Il a tourné à 24 points et 6,2 passes décisives lors de sa première saison, puis a augmenté à 28,7 points et 6,7 passes décisives l'année dernière. Ce n'est pas seulement une amélioration ; c'est une ascension. Nous parlons d'un gars qui a mené les Villanova Wildcats à un titre national en 2018, mais même alors, peu de gens voyaient venir ce genre de supernova NBA. Sa performance lors des playoffs 2024, notamment contre les Pacers, était légendaire, marquant plus de 40 points à plusieurs reprises, y compris un match 5 à 44 points où il a tout simplement pris le contrôle.
Voici le truc : Brunson ne fait pas que marquer. Il *commande*. Pensez à ce Eurostep qu'il a réalisé contre les Sixers lors du match 4 du premier tour. Il a foncé à droite, a fait un crossover, a fait deux pas rapides, a bousculé Tobias Harris, a absorbé le contact, et a quand même réussi le layup pour le and-one. Le Garden a explosé. Cette action résume tout ce qu'il est – le cran, l'habileté, le refus absolu d'être refusé. Il a tiré à 47,9% au champ et 40,1% à trois points cette saison. Ce sont des chiffres d'élite pour un gars qui porte une telle charge offensive.
Et c'est la vraie histoire ici. Ce n'est pas l'équipe des Knicks avec Jalen Brunson. C'est l'équipe de Jalen Brunson, et tous les autres essaient juste de suivre. Il n'est pas seulement le meilleur joueur ; il est le leader incontesté, le moteur offensif et le cœur émotionnel. On le voit dans ses interviews, son langage corporel, la façon dont il réprimande ses coéquipiers pour des erreurs défensives. Il ne veut pas seulement gagner ; il s'y attend, et il l'exige de tout le monde autour de lui. Julius Randle, que Dieu le bénisse, n'a jamais vraiment réussi à capter cela. RJ Barrett, maintenant à Toronto, n'a pas pu non plus. Brunson est arrivé et a juste pris les clés.
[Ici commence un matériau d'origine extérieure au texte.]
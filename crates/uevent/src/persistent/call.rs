//! A single serialized listener record.

use std::sync::Arc;

use serde::{Deserialize, Serialize};
use tracing::trace;

use crate::EventError;
use crate::argument::{ArgumentCache, deserialize_tidy, serialize_tidy, tidy_type_name};
use crate::event::EventContext;
use crate::invokable::{CachedInvokableCall, Invokable, InvokableCall};
use crate::object::{ObjectRef, Objects};
use crate::persistent::{CallState, ListenerMode};
use crate::reflect::MethodHandle;

/// A persistent listener: target, method name, mode and cached argument.
///
/// Records are plain data. They turn into callable bindings through
/// [`runtime_call`](Self::runtime_call), which the owning event runs lazily
/// before the next invocation.
#[derive(Debug, Clone, Default, PartialEq, Serialize, Deserialize)]
#[serde(default)]
pub struct PersistentCall {
    #[serde(rename = "m_Target")]
    target: ObjectRef,
    #[serde(
        rename = "m_TargetAssemblyTypeName",
        serialize_with = "serialize_tidy",
        deserialize_with = "deserialize_tidy"
    )]
    target_type_name: String,
    #[serde(rename = "m_MethodName")]
    method_name: String,
    #[serde(rename = "m_Mode")]
    mode: ListenerMode,
    #[serde(rename = "m_Arguments")]
    arguments: ArgumentCache,
    #[serde(rename = "m_CallState")]
    call_state: CallState,
}

impl PersistentCall {
    #[must_use]
    pub fn new() -> Self {
        Self::default()
    }

    #[must_use]
    pub fn target(&self) -> &ObjectRef {
        &self.target
    }

    /// Qualified type of the target at registration time.
    #[must_use]
    pub fn target_type_name(&self) -> &str {
        &self.target_type_name
    }

    #[must_use]
    pub fn method_name(&self) -> &str {
        &self.method_name
    }

    #[must_use]
    pub fn mode(&self) -> ListenerMode {
        self.mode
    }

    pub fn set_mode(&mut self, mode: ListenerMode) {
        self.mode = mode;
    }

    #[must_use]
    pub fn arguments(&self) -> &ArgumentCache {
        &self.arguments
    }

    pub fn arguments_mut(&mut self) -> &mut ArgumentCache {
        &mut self.arguments
    }

    #[must_use]
    pub fn call_state(&self) -> CallState {
        self.call_state
    }

    pub fn set_call_state(&mut self, state: CallState) {
        self.call_state = state;
    }

    /// A record is valid when it names both a target and a method.
    #[must_use]
    pub fn is_valid(&self) -> bool {
        !self.target.is_null() && !self.method_name.is_empty()
    }

    /// Point the record at `method_name` on `target`.
    pub fn register(&mut self, target: ObjectRef, method_name: impl Into<String>) {
        self.target_type_name = target
            .upgrade()
            .map(|instance| tidy_type_name(instance.qualified_type_name()))
            .unwrap_or_default();
        self.target = target;
        self.method_name = method_name.into();
    }

    /// Clear target and method name, keeping mode, arguments and state.
    pub fn unregister(&mut self) {
        self.target = ObjectRef::null();
        self.target_type_name.clear();
        self.method_name.clear();
    }

    /// Resolve the record into a callable binding.
    ///
    /// Returns `None`, without error, if the record is switched off, is
    /// runtime-only while the runtime is not playing, has no event context,
    /// or names a method that cannot be found.
    #[must_use]
    pub fn runtime_call(&self, ctx: Option<&EventContext<'_>>) -> Option<Arc<dyn Invokable>> {
        if self.call_state == CallState::Off {
            return None;
        }
        let ctx = ctx?;
        if self.call_state == CallState::RuntimeOnly && !ctx.runtime().is_playing() {
            return None;
        }

        let Some(method) = ctx.find_persistent_method(self) else {
            trace!(
                "No method {} on {} for mode {:?}",
                self.method_name, self.target, self.mode
            );
            return None;
        };

        let call = match self.mode {
            ListenerMode::EventDefined => ctx.signature().delegate(&self.target, &method),
            ListenerMode::Void => InvokableCall::<()>::new(&self.target, Some(&method))
                .map(|call| Arc::new(call) as Arc<dyn Invokable>),
            ListenerMode::Object => self.object_call(ctx, &method),
            ListenerMode::Int => self.cached_call(&method, self.arguments.int_argument()),
            ListenerMode::Float => self.cached_call(&method, self.arguments.float_argument()),
            ListenerMode::String => {
                self.cached_call(&method, self.arguments.string_argument().to_owned())
            }
            ListenerMode::Bool => self.cached_call(&method, self.arguments.bool_argument()),
        };

        match call {
            Ok(call) => Some(call),
            Err(error) => {
                trace!("Could not bind {}: {}", method, error);
                None
            }
        }
    }

    fn cached_call<T: Clone + Send + Sync + 'static>(
        &self,
        method: &MethodHandle,
        argument: T,
    ) -> Result<Arc<dyn Invokable>, EventError> {
        let call = CachedInvokableCall::new(&self.target, Some(method), argument)?;
        Ok(Arc::new(call))
    }

    /// Object mode: the parameter type comes from the stored type identifier,
    /// and an argument that does not fit it is passed as null.
    fn object_call(
        &self,
        ctx: &EventContext<'_>,
        method: &MethodHandle,
    ) -> Result<Arc<dyn Invokable>, EventError> {
        let runtime = ctx.runtime();
        let param = runtime.object_param_type(self.arguments.object_argument_type_name());

        let mut argument = self.arguments.object_argument().clone();
        if !runtime.is_assignable(&argument, &param) {
            argument = ObjectRef::null();
        }

        let call =
            CachedInvokableCall::new(&self.target, Some(method), argument)?.with_param_type(param);
        Ok(Arc::new(call))
    }

    pub(crate) fn relink(&mut self, objects: &Objects) {
        objects.relink(&mut self.target);
        self.arguments.relink(objects);
    }
}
Écoutez, je vais le dire : si les Knicks avaient un autre véritable All-Star à ses côtés, ils auraient été en finale de la Conférence Est. Donte DiVincenzo a réalisé une année record avec 15,5 points par match, et Josh Hart a tout donné, jouant plus de 40 minutes chaque soir en playoffs. Mais ils avaient besoin de plus. Les blessures de Mitchell Robinson ont fait mal, et les problèmes récurrents aux ischio-jambiers d'OG Anunoby ont été brutaux après qu'il leur ait donné un tel élan suite à l'échange du 30 décembre. Brunson ne peut pas faire grand-chose tout seul. Il a tourné à plus de 35 points dans cette série contre Indiana, mais ce n'était pas suffisant pour dépasser l'attaque équilibrée des Pacers.
La direction des Knicks sait ce qu'elle a. Ils seraient à la recherche de grands noms cet été, et ils devraient l'être. Brunson a prouvé qu'il était un meneur de premier plan, un gars qui peut légitimement diriger une franchise. Il n'a également que 27 ans. Ce n'est pas un feu de paille. C'est son apogée, et c'est spectaculaire à regarder.
Ma prédiction audacieuse ? D'ici 2026, Jalen Brunson aura mené les New York Knicks à au moins une apparition en finale de la Conférence Est, peu importe qui ils mettront autour de lui la saison prochaine. Il est si bon.